START Records for processing

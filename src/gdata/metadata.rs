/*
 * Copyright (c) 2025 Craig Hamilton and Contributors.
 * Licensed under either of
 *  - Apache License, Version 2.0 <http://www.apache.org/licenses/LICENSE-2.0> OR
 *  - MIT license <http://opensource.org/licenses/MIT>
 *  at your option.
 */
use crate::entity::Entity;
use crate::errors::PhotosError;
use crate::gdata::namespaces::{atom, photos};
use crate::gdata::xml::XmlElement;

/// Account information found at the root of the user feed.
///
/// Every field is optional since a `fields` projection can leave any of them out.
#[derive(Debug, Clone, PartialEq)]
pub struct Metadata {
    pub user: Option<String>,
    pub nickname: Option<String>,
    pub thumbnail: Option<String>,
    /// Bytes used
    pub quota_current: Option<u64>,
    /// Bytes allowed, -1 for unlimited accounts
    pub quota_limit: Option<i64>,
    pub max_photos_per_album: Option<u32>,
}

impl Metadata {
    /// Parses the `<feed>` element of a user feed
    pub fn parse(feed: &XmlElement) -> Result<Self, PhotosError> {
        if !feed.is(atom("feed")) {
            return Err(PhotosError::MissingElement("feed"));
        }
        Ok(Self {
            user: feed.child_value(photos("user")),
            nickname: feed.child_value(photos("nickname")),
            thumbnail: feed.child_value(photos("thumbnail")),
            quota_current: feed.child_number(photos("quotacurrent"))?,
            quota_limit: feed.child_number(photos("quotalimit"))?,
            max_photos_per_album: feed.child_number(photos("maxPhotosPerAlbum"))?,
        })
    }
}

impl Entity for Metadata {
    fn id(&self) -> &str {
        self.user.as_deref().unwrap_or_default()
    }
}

END Records for processing
START Records for processing

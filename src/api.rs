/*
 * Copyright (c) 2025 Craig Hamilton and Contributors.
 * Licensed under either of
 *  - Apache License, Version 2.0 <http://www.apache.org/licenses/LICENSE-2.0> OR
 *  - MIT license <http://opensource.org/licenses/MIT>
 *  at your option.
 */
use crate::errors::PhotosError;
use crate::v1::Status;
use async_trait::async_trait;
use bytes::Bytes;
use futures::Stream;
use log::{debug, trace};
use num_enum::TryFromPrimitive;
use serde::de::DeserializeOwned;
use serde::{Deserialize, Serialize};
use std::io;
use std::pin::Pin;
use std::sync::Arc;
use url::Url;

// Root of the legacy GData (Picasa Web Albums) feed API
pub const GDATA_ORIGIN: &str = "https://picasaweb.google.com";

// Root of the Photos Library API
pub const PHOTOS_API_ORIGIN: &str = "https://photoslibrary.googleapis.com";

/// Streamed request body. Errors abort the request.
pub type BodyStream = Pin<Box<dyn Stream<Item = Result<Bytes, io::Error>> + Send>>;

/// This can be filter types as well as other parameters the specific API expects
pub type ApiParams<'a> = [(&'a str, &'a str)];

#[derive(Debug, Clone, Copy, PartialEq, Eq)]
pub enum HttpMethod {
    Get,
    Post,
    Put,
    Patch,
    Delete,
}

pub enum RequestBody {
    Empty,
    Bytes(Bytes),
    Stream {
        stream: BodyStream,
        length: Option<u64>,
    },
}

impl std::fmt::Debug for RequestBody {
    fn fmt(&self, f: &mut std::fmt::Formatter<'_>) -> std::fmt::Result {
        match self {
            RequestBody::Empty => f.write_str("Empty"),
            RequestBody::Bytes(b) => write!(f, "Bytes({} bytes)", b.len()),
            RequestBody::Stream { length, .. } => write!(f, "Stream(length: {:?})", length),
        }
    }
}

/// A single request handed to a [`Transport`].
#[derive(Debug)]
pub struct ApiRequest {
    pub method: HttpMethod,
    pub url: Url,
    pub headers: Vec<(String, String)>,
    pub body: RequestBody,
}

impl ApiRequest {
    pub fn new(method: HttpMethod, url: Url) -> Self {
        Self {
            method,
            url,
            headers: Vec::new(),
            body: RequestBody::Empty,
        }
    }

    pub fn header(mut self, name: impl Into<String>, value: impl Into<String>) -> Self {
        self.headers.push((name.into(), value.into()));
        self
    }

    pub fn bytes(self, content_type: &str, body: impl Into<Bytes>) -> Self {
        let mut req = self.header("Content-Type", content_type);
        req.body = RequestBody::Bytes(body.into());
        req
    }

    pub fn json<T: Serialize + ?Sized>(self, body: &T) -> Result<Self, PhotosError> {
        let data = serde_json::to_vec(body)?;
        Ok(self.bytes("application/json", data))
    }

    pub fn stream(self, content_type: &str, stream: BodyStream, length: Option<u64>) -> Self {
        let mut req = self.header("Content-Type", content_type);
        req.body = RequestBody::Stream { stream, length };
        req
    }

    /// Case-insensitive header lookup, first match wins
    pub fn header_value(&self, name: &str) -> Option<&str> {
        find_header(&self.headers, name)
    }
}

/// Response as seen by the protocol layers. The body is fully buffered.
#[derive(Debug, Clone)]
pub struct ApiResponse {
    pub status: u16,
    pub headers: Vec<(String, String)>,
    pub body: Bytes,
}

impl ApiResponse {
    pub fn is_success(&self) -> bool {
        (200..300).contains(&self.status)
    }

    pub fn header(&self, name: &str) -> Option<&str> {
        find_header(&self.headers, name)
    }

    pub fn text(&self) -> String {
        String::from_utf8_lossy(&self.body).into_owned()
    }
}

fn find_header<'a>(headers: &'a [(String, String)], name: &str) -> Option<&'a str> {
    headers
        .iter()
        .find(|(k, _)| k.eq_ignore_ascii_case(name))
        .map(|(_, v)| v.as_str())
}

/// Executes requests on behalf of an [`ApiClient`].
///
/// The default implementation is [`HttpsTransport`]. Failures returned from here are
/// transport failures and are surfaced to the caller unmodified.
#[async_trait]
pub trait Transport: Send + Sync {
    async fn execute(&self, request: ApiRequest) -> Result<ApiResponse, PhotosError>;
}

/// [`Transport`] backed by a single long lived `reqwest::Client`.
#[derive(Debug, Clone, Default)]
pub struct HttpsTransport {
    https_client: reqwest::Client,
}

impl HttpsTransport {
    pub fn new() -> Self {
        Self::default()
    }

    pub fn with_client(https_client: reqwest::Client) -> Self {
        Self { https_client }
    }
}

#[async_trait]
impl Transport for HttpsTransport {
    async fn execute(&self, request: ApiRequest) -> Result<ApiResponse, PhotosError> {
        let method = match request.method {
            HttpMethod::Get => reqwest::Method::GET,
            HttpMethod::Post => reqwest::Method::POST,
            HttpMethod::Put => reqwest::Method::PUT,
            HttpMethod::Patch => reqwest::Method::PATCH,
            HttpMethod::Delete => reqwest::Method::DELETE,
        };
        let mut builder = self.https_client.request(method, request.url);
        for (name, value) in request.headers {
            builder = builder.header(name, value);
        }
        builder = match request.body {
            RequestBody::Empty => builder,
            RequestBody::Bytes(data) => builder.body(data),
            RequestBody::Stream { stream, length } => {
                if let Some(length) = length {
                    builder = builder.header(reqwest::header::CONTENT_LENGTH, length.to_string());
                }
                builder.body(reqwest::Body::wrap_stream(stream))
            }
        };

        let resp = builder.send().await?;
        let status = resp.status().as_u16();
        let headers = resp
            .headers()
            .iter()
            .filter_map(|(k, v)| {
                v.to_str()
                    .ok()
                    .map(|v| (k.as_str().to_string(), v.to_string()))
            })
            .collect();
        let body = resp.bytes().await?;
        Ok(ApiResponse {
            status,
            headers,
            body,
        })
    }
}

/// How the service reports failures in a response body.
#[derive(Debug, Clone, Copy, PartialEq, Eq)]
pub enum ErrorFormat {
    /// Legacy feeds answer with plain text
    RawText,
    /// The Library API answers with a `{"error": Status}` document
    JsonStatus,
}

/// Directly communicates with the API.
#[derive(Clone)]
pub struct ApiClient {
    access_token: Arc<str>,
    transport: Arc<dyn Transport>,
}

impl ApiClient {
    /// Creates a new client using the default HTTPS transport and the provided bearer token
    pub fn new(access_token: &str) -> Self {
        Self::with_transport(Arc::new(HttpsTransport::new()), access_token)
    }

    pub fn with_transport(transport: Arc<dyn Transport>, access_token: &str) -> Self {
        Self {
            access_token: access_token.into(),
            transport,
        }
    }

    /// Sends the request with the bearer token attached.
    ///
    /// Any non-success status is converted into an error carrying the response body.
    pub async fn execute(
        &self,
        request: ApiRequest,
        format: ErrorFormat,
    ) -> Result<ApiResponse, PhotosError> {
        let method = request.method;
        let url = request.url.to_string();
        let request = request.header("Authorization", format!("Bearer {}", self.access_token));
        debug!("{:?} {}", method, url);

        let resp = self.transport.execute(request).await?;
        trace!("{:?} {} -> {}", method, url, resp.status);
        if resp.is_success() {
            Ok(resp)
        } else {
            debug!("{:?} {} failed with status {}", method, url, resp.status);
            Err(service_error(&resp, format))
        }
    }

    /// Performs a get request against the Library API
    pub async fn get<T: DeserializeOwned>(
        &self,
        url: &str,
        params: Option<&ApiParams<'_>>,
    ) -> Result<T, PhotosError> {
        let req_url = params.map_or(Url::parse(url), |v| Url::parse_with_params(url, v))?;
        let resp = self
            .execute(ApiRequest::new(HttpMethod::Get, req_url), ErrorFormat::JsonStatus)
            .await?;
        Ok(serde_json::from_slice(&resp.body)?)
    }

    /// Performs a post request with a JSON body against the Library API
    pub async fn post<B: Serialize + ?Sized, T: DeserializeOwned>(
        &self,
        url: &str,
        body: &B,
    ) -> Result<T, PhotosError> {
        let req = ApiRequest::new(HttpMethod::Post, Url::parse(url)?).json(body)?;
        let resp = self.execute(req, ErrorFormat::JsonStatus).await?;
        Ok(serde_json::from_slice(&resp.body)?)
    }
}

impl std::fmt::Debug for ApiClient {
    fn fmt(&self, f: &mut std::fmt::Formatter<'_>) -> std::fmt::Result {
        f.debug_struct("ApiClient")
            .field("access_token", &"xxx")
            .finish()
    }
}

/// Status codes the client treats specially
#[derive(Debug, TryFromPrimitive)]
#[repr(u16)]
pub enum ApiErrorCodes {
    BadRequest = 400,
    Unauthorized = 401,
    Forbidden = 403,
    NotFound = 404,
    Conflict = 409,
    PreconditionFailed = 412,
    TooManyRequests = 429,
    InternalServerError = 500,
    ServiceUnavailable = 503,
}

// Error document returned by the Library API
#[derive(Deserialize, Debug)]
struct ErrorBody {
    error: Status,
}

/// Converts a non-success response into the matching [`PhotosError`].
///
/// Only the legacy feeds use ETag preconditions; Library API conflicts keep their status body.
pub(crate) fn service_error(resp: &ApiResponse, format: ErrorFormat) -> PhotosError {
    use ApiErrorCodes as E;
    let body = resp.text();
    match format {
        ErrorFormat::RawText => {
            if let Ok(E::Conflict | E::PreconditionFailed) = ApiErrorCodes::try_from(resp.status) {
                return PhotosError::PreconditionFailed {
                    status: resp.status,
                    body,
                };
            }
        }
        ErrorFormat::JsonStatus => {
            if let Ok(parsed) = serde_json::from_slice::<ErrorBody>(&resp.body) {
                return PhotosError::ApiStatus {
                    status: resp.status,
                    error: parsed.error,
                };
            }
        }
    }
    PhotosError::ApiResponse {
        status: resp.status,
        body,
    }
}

END Records for processing

= Problem to work on =
In the entries above, find the line with "Executes requests on" and the line with "let resp = builder.send().await?;", then set down exactly those two and every line between them, nothing else.

= Solution for this problem =
/// Executes requests on behalf of an [`ApiClient`].
///
/// The default implementation is [`HttpsTransport`]. Failures returned from here are
/// transport failures and are surfaced to the caller unmodified.
#[async_trait]
pub trait Transport: Send + Sync {
    async fn execute(&self, request: ApiRequest) -> Result<ApiResponse, PhotosError>;
}

/// [`Transport`] backed by a single long lived `reqwest::Client`.
#[derive(Debug, Clone, Default)]
pub struct HttpsTransport {
    https_client: reqwest::Client,
}

impl HttpsTransport {
    pub fn new() -> Self {
        Self::default()
    }

    pub fn with_client(https_client: reqwest::Client) -> Self {
        Self { https_client }
    }
}

#[async_trait]
impl Transport for HttpsTransport {
    async fn execute(&self, request: ApiRequest) -> Result<ApiResponse, PhotosError> {
        let method = match request.method {
            HttpMethod::Get => reqwest::Method::GET,
            HttpMethod::Post => reqwest::Method::POST,
            HttpMethod::Put => reqwest::Method::PUT,
            HttpMethod::Patch => reqwest::Method::PATCH,
            HttpMethod::Delete => reqwest::Method::DELETE,
        };
        let mut builder = self.https_client.request(method, request.url);
        for (name, value) in request.headers {
            builder = builder.header(name, value);
        }
        builder = match request.body {
            RequestBody::Empty => builder,
            RequestBody::Bytes(data) => builder.body(data),
            RequestBody::Stream { stream, length } => {
                if let Some(length) = length {
                    builder = builder.header(reqwest::header::CONTENT_LENGTH, length.to_string());
                }
                builder.body(reqwest::Body::wrap_stream(stream))
            }
        };

        let resp = builder.send().await?;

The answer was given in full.